• **ASSIGNED TASK**:
Repeat precisely the span of lines below that opens with the line containing "image[1..image.len() - 1].to_string()" and closes with the line containing "fn join(expected: &Alternatives)", both included.

• **SUPPLIED DATA**:
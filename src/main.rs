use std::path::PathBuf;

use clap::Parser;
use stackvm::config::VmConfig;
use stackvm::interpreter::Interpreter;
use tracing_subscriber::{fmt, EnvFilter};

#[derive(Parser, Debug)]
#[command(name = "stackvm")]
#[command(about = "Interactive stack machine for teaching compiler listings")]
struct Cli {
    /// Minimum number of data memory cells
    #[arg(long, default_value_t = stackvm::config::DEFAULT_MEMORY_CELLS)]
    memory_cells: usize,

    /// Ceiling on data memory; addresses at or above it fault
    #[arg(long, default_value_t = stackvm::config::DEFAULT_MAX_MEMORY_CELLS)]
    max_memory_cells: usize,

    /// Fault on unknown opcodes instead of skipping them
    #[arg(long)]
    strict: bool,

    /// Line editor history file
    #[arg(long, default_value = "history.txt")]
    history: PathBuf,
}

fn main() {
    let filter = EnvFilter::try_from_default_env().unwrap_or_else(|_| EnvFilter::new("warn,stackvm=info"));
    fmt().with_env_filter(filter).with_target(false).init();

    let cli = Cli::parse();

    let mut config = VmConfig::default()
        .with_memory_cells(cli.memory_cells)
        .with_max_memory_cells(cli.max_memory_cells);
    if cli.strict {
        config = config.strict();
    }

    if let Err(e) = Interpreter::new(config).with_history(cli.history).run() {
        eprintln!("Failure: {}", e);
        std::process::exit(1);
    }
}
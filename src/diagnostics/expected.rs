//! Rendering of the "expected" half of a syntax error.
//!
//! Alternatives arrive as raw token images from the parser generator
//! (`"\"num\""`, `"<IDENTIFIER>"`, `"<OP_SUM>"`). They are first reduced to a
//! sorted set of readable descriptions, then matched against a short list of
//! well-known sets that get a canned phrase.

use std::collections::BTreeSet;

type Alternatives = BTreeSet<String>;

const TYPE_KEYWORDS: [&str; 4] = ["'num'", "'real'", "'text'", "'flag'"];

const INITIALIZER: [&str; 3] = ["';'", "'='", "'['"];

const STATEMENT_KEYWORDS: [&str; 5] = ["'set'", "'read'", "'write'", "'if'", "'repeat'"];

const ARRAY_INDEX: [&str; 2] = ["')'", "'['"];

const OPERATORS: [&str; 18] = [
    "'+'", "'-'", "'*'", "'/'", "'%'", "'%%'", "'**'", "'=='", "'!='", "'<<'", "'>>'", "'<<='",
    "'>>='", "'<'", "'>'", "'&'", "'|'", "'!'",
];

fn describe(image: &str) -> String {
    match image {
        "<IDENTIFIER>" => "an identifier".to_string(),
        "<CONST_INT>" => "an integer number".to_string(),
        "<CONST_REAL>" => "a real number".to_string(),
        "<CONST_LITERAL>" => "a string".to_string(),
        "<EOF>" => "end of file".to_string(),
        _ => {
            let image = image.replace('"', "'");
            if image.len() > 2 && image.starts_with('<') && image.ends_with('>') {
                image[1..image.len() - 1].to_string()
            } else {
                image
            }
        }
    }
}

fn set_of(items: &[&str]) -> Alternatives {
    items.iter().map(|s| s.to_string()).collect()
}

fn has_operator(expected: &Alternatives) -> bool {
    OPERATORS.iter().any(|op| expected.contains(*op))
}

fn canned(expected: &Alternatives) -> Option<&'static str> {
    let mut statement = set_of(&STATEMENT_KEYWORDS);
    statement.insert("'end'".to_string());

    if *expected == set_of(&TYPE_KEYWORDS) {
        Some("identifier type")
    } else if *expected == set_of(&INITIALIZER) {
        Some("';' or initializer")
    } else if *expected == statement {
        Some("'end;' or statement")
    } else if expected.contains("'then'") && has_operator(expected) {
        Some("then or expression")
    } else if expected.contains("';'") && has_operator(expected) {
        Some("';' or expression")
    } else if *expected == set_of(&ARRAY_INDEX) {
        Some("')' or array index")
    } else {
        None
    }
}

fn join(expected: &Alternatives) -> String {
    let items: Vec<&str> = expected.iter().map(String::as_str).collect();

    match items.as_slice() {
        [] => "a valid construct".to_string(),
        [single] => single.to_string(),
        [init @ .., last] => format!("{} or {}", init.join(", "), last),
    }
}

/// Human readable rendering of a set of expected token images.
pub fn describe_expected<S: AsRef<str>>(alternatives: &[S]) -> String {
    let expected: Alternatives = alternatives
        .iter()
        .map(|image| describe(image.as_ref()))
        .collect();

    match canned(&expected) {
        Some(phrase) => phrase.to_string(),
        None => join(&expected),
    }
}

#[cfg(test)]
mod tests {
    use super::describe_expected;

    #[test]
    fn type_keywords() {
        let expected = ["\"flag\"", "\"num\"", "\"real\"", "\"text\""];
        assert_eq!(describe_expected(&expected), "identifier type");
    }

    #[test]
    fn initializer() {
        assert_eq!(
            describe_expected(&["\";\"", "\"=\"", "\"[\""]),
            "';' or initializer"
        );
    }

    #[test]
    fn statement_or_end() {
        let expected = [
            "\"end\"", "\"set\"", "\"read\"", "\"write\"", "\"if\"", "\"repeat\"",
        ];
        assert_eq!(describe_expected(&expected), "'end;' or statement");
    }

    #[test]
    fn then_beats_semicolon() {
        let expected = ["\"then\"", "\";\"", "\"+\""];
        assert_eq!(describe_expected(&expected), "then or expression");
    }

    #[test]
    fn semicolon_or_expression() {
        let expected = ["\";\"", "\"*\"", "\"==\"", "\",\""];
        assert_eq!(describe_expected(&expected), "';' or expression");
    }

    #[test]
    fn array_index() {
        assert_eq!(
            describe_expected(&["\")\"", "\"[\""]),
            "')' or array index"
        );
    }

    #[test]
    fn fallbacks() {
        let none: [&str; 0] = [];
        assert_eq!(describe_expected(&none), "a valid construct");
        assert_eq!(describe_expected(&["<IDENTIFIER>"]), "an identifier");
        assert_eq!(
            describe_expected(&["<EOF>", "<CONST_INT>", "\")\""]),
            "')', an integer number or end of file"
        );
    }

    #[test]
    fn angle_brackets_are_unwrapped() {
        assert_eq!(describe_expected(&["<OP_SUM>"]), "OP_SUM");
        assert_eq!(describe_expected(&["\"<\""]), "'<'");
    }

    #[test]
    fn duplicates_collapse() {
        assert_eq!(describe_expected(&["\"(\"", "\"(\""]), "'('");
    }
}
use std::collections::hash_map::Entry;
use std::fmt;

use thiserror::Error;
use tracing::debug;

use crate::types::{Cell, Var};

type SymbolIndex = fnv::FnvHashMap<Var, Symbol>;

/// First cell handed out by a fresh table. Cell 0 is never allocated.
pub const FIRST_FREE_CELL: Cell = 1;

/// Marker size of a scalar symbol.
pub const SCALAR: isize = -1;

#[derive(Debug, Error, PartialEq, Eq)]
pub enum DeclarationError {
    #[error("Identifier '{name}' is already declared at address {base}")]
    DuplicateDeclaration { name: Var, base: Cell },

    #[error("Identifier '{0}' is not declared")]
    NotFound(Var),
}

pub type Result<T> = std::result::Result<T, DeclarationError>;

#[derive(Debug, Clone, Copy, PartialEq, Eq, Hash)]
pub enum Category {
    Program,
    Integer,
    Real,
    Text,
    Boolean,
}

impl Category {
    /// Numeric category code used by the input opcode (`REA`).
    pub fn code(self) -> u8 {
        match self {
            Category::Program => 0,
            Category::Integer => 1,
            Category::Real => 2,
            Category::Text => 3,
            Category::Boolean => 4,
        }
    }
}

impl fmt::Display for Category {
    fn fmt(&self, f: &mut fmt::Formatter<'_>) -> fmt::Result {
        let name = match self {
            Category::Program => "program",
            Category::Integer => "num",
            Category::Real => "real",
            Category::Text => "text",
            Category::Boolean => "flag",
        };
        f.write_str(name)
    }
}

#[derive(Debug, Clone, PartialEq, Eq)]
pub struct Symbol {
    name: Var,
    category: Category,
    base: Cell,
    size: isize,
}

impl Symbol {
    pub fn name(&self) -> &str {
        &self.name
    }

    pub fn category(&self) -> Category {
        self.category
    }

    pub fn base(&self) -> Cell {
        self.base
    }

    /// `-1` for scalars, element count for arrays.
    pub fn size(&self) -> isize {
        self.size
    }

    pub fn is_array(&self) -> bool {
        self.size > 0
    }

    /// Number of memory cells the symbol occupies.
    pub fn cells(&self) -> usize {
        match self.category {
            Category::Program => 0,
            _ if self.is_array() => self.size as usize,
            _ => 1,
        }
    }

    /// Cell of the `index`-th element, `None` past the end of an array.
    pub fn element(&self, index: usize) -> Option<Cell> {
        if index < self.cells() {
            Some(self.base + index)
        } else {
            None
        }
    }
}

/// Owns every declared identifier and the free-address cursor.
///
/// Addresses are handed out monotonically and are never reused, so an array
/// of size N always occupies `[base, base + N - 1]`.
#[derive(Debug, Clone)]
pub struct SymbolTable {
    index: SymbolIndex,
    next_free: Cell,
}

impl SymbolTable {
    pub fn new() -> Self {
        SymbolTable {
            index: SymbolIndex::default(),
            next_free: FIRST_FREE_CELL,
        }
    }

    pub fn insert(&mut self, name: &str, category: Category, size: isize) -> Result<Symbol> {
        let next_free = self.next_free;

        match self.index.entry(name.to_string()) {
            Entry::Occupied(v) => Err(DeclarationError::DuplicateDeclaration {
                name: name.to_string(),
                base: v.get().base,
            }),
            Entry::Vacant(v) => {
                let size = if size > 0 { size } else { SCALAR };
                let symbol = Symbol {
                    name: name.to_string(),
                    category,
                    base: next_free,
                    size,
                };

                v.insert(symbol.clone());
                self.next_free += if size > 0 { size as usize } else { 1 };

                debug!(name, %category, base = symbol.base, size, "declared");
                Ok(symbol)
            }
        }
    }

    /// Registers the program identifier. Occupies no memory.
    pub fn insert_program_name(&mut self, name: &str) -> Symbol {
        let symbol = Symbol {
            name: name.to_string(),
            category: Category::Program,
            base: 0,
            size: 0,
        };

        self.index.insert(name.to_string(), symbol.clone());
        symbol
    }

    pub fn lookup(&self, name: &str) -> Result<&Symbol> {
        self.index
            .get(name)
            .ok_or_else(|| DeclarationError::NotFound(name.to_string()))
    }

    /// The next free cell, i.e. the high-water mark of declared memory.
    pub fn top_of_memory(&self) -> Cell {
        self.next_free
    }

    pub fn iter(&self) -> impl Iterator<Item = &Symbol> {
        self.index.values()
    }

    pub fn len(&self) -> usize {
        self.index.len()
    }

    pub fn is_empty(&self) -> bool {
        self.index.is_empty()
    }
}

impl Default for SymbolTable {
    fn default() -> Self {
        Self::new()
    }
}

• **REPLY TO THE EXERCISE**:
                image[1..image.len() - 1].to_string()
            } else {
                image
            }
        }
    }
}

fn set_of(items: &[&str]) -> Alternatives {
    items.iter().map(|s| s.to_string()).collect()
}

fn has_operator(expected: &Alternatives) -> bool {
    OPERATORS.iter().any(|op| expected.contains(*op))
}

fn canned(expected: &Alternatives) -> Option<&'static str> {
    let mut statement = set_of(&STATEMENT_KEYWORDS);
    statement.insert("'end'".to_string());

    if *expected == set_of(&TYPE_KEYWORDS) {
        Some("identifier type")
    } else if *expected == set_of(&INITIALIZER) {
        Some("';' or initializer")
    } else if *expected == statement {
        Some("'end;' or statement")
    } else if expected.contains("'then'") && has_operator(expected) {
        Some("then or expression")
    } else if expected.contains("';'") && has_operator(expected) {
        Some("';' or expression")
    } else if *expected == set_of(&ARRAY_INDEX) {
        Some("')' or array index")
    } else {
        None
    }
}

fn join(expected: &Alternatives) -> String {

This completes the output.